---- Task material
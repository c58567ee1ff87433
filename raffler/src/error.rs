//! Error types for `raffler`
//!
//! One enum per concern, aggregated by [`RafflerError`] which also maps
//! every failure onto a process exit code.

use std::path::PathBuf;

use raffler_core::{EntityId, ValidationError};
use thiserror::Error;

// ============================================================================
// Exit Codes
// ============================================================================

/// Exit codes for `raffler` CLI operations.
///
/// These codes follow Unix conventions.
pub struct ExitCode;

impl ExitCode {
    /// Successful execution
    pub const SUCCESS: i32 = 0;

    /// General error
    pub const ERROR: i32 = 1;

    /// Configuration error (invalid YAML, validation failure)
    pub const CONFIG_ERROR: i32 = 2;

    /// I/O error (file not found, permission denied)
    pub const IO_ERROR: i32 = 3;

    /// Scheduler error (rejected operation, unknown entity)
    pub const SCHEDULER_ERROR: i32 = 5;

    /// Entity store error (unreadable data directory, failed write)
    pub const STORAGE_ERROR: i32 = 6;

    /// Usage error (invalid arguments, missing required options)
    pub const USAGE_ERROR: i32 = 64;

    /// Interrupted by SIGINT (Ctrl+C)
    pub const INTERRUPTED: i32 = 130;

    /// Terminated by SIGTERM
    pub const TERMINATED: i32 = 143;
}

// ============================================================================
// Top-Level Error
// ============================================================================

/// Top-level error type for `raffler` operations.
///
/// This enum aggregates all domain-specific errors and provides
/// a unified interface for error handling and exit code mapping.
#[derive(Debug, Error)]
pub enum RafflerError {
    /// Configuration loading or validation error
    #[error(transparent)]
    Config(#[from] ConfigError),

    /// Entity store error
    #[error(transparent)]
    Store(#[from] StoreError),

    /// Scheduler error
    #[error(transparent)]
    Scheduler(#[from] SchedulerError),

    /// Invalid command-line usage
    #[error("usage error: {0}")]
    Usage(String),

    /// I/O error
    #[error("I/O error: {0}")]
    Io(#[from] std::io::Error),

    /// JSON serialization error
    #[error("JSON error: {0}")]
    Json(#[from] serde_json::Error),
}

impl RafflerError {
    /// Returns the appropriate exit code for this error.
    #[must_use]
    pub const fn exit_code(&self) -> i32 {
        match self {
            Self::Config(_) | Self::Json(_) => ExitCode::CONFIG_ERROR,
            Self::Store(_) => ExitCode::STORAGE_ERROR,
            Self::Scheduler(SchedulerError::Storage(_)) => ExitCode::STORAGE_ERROR,
            Self::Scheduler(_) => ExitCode::SCHEDULER_ERROR,
            Self::Usage(_) => ExitCode::USAGE_ERROR,
            Self::Io(_) => ExitCode::IO_ERROR,
        }
    }
}

// ============================================================================
// Configuration Errors
// ============================================================================

/// Configuration loading and validation errors.
#[derive(Debug, Error)]
pub enum ConfigError {
    /// YAML parsing failed
    #[error("parse error in {path}{}: {message}", line.map_or_else(String::new, |l| format!(" (line {l})")))]
    ParseError {
        /// Path to the configuration file
        path: PathBuf,
        /// Line number where the error occurred (if available)
        line: Option<usize>,
        /// Error message from the parser
        message: String,
    },

    /// Configuration validation failed
    #[error("validation failed for {path}: {}", summarize(errors))]
    ValidationError {
        /// Path to the configuration file
        path: String,
        /// List of validation issues found
        errors: Vec<ValidationIssue>,
    },

    /// Referenced configuration file not found
    #[error("file not found: {path}")]
    MissingFile {
        /// Path to the missing file
        path: PathBuf,
    },

    /// One or more configuration files failed validation
    #[error("{count} file(s) failed validation")]
    ValidationFailed {
        /// Number of files that failed validation.
        count: usize,
    },
}

fn summarize(errors: &[ValidationIssue]) -> String {
    errors
        .iter()
        .map(ToString::to_string)
        .collect::<Vec<_>>()
        .join("; ")
}

// ============================================================================
// Validation Types
// ============================================================================

/// A single validation issue found during configuration validation.
#[derive(Debug, Clone)]
pub struct ValidationIssue {
    /// Path to the problematic field (e.g., "chain.phases[1].ratio")
    pub path: String,
    /// Description of the validation issue
    pub message: String,
    /// Severity level of the issue
    pub severity: Severity,
}

impl std::fmt::Display for ValidationIssue {
    fn fmt(&self, f: &mut std::fmt::Formatter<'_>) -> std::fmt::Result {
        let prefix = match self.severity {
            Severity::Error => "error",
            Severity::Warning => "warning",
        };
        write!(f, "{}: {} at {}", prefix, self.message, self.path)
    }
}

/// Severity level for validation issues.
#[derive(Debug, Clone, Copy, PartialEq, Eq)]
pub enum Severity {
    /// Error - validation failure that prevents configuration from being used
    Error,
    /// Warning - potential issue that does not prevent configuration loading
    Warning,
}

// ============================================================================
// Store Errors
// ============================================================================

/// Persistence failures raised by an [`EntityStore`](crate::store::EntityStore).
#[derive(Debug, Error)]
pub enum StoreError {
    /// Underlying I/O failed
    #[error("storage I/O error at {path}: {source}")]
    Io {
        /// File or directory involved
        path: PathBuf,
        /// Original error
        #[source]
        source: std::io::Error,
    },

    /// A record could not be encoded or decoded
    #[error("record {id} could not be (de)serialized: {source}")]
    Serialization {
        /// Entity id (or file stem) of the record
        id: String,
        /// Original error
        #[source]
        source: serde_json::Error,
    },
}

// ============================================================================
// Scheduler Errors
// ============================================================================

/// Errors surfaced by scheduler operations to the command layer.
///
/// Lost races (a second finalize or a cancel after finalize) are not
/// errors; those operations report a no-op instead.
#[derive(Debug, Error)]
pub enum SchedulerError {
    /// The entity has no current record (already ended, cancelled, or never existed)
    #[error("entity {0} no longer exists")]
    NotFound(EntityId),

    /// The creation parameters were rejected; nothing was persisted
    #[error(transparent)]
    Validation(#[from] ValidationError),

    /// Persisting or loading the entity failed
    #[error(transparent)]
    Storage(#[from] StoreError),

    /// The entity is past its deadline and no longer accepts changes
    #[error("entity {0} is closed")]
    Closed(EntityId),

    /// Later tournament phases are seeded from qualifiers only
    #[error("entity {0} does not accept new participants")]
    JoinClosed(EntityId),

    /// The actor acted again inside its cooldown window
    #[error("actor {0} is acting too quickly")]
    RateLimited(String),

    /// Creates are refused until startup recovery has completed
    #[error("scheduler is not accepting new entities until recovery completes")]
    NotReady,
}

// ============================================================================
// Notification Errors
// ============================================================================

/// Failure reported by a presentation or messaging collaborator.
///
/// Never rolls back a lifecycle transition; it is logged and dropped.
#[derive(Debug, Error)]
pub enum NotifyError {
    /// The display surface (message, thread, channel) no longer exists
    #[error("display surface gone: {0}")]
    SurfaceGone(String),

    /// The collaborator could not be reached
    #[error("notification delivery failed: {0}")]
    Delivery(String),
}

// ============================================================================
// Result Type Alias
// ============================================================================

/// Result type alias for `raffler` operations.
pub type Result<T> = std::result::Result<T, RafflerError>;

// ============================================================================
// Tests
// ============================================================================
--------
- **Task directions**
What is needed here is an exact transcription of the records above.

- **Exercise answer**
repository c58567ee1ff87433
filename raffler/src/error.rs
//! Error types for `raffler`
//!
//! One enum per concern, aggregated by [`RafflerError`] which also maps
//! every failure onto a process exit code.

use std::path::PathBuf;

use raffler_core::{EntityId, ValidationError};
use thiserror::Error;

// ============================================================================
// Exit Codes
// ============================================================================

/// Exit codes for `raffler` CLI operations.
///
/// These codes follow Unix conventions.
pub struct ExitCode;

impl ExitCode {
    /// Successful execution
    pub const SUCCESS: i32 = 0;

    /// General error
    pub const ERROR: i32 = 1;

    /// Configuration error (invalid YAML, validation failure)
    pub const CONFIG_ERROR: i32 = 2;

    /// I/O error (file not found, permission denied)
    pub const IO_ERROR: i32 = 3;

    /// Scheduler error (rejected operation, unknown entity)
    pub const SCHEDULER_ERROR: i32 = 5;

    /// Entity store error (unreadable data directory, failed write)
    pub const STORAGE_ERROR: i32 = 6;

    /// Usage error (invalid arguments, missing required options)
    pub const USAGE_ERROR: i32 = 64;

    /// Interrupted by SIGINT (Ctrl+C)
    pub const INTERRUPTED: i32 = 130;

    /// Terminated by SIGTERM
    pub const TERMINATED: i32 = 143;
}

// ============================================================================
// Top-Level Error
// ============================================================================

/// Top-level error type for `raffler` operations.
///
/// This enum aggregates all domain-specific errors and provides
/// a unified interface for error handling and exit code mapping.
#[derive(Debug, Error)]
pub enum RafflerError {
    /// Configuration loading or validation error
    #[error(transparent)]
    Config(#[from] ConfigError),

    /// Entity store error
    #[error(transparent)]
    Store(#[from] StoreError),

    /// Scheduler error
    #[error(transparent)]
    Scheduler(#[from] SchedulerError),

    /// Invalid command-line usage
    #[error("usage error: {0}")]
    Usage(String),

    /// I/O error
    #[error("I/O error: {0}")]
    Io(#[from] std::io::Error),

    /// JSON serialization error
    #[error("JSON error: {0}")]
    Json(#[from] serde_json::Error),
}

impl RafflerError {
    /// Returns the appropriate exit code for this error.
    #[must_use]
    pub const fn exit_code(&self) -> i32 {
        match self {
            Self::Config(_) | Self::Json(_) => ExitCode::CONFIG_ERROR,
            Self::Store(_) => ExitCode::STORAGE_ERROR,
            Self::Scheduler(SchedulerError::Storage(_)) => ExitCode::STORAGE_ERROR,
            Self::Scheduler(_) => ExitCode::SCHEDULER_ERROR,
            Self::Usage(_) => ExitCode::USAGE_ERROR,
            Self::Io(_) => ExitCode::IO_ERROR,
        }
    }
}

// ============================================================================
// Configuration Errors
// ============================================================================

/// Configuration loading and validation errors.
#[derive(Debug, Error)]
pub enum ConfigError {
    /// YAML parsing failed
    #[error("parse error in {path}{}: {message}", line.map_or_else(String::new, |l| format!(" (line {l})")))]
    ParseError {
        /// Path to the configuration file
        path: PathBuf,
        /// Line number where the error occurred (if available)
        line: Option<usize>,
        /// Error message from the parser
        message: String,
    },

    /// Configuration validation failed
    #[error("validation failed for {path}: {}", summarize(errors))]
    ValidationError {
        /// Path to the configuration file
        path: String,
        /// List of validation issues found
        errors: Vec<ValidationIssue>,
    },

    /// Referenced configuration file not found
    #[error("file not found: {path}")]
    MissingFile {
        /// Path to the missing file
        path: PathBuf,
    },

    /// One or more configuration files failed validation
    #[error("{count} file(s) failed validation")]
    ValidationFailed {
        /// Number of files that failed validation.
        count: usize,
    },
}

fn summarize(errors: &[ValidationIssue]) -> String {
    errors
        .iter()
        .map(ToString::to_string)
        .collect::<Vec<_>>()
        .join("; ")
}

// ============================================================================
// Validation Types
// ============================================================================

/// A single validation issue found during configuration validation.
#[derive(Debug, Clone)]
pub struct ValidationIssue {
    /// Path to the problematic field (e.g., "chain.phases[1].ratio")
    pub path: String,
    /// Description of the validation issue
    pub message: String,
    /// Severity level of the issue
    pub severity: Severity,
}

impl std::fmt::Display for ValidationIssue {
    fn fmt(&self, f: &mut std::fmt::Formatter<'_>) -> std::fmt::Result {
        let prefix = match self.severity {
            Severity::Error => "error",
            Severity::Warning => "warning",
        };
        write!(f, "{}: {} at {}", prefix, self.message, self.path)
    }
}

/// Severity level for validation issues.
#[derive(Debug, Clone, Copy, PartialEq, Eq)]
pub enum Severity {
    /// Error - validation failure that prevents configuration from being used
    Error,
    /// Warning - potential issue that does not prevent configuration loading
    Warning,
}

// ============================================================================
// Store Errors
// ============================================================================

/// Persistence failures raised by an [`EntityStore`](crate::store::EntityStore).
#[derive(Debug, Error)]
pub enum StoreError {
    /// Underlying I/O failed
    #[error("storage I/O error at {path}: {source}")]
    Io {
        /// File or directory involved
        path: PathBuf,
        /// Original error
        #[source]
        source: std::io::Error,
    },

    /// A record could not be encoded or decoded
    #[error("record {id} could not be (de)serialized: {source}")]
    Serialization {
        /// Entity id (or file stem) of the record
        id: String,
        /// Original error
        #[source]
        source: serde_json::Error,
    },
}

// ============================================================================
// Scheduler Errors
// ============================================================================

/// Errors surfaced by scheduler operations to the command layer.
///
/// Lost races (a second finalize or a cancel after finalize) are not
/// errors; those operations report a no-op instead.
#[derive(Debug, Error)]
pub enum SchedulerError {
    /// The entity has no current record (already ended, cancelled, or never existed)
    #[error("entity {0} no longer exists")]
    NotFound(EntityId),

    /// The creation parameters were rejected; nothing was persisted
    #[error(transparent)]
    Validation(#[from] ValidationError),

    /// Persisting or loading the entity failed
    #[error(transparent)]
    Storage(#[from] StoreError),

    /// The entity is past its deadline and no longer accepts changes
    #[error("entity {0} is closed")]
    Closed(EntityId),

    /// Later tournament phases are seeded from qualifiers only
    #[error("entity {0} does not accept new participants")]
    JoinClosed(EntityId),

    /// The actor acted again inside its cooldown window
    #[error("actor {0} is acting too quickly")]
    RateLimited(String),

    /// Creates are refused until startup recovery has completed
    #[error("scheduler is not accepting new entities until recovery completes")]
    NotReady,
}

// ============================================================================
// Notification Errors
// ============================================================================

/// Failure reported by a presentation or messaging collaborator.
///
/// Never rolls back a lifecycle transition; it is logged and dropped.
#[derive(Debug, Error)]
pub enum NotifyError {
    /// The display surface (message, thread, channel) no longer exists
    #[error("display surface gone: {0}")]
    SurfaceGone(String),

    /// The collaborator could not be reached
    #[error("notification delivery failed: {0}")]
    Delivery(String),
}

// ============================================================================
// Result Type Alias
// ============================================================================

/// Result type alias for `raffler` operations.
pub type Result<T> = std::result::Result<T, RafflerError>;

// ============================================================================
// Tests
// ============================================================================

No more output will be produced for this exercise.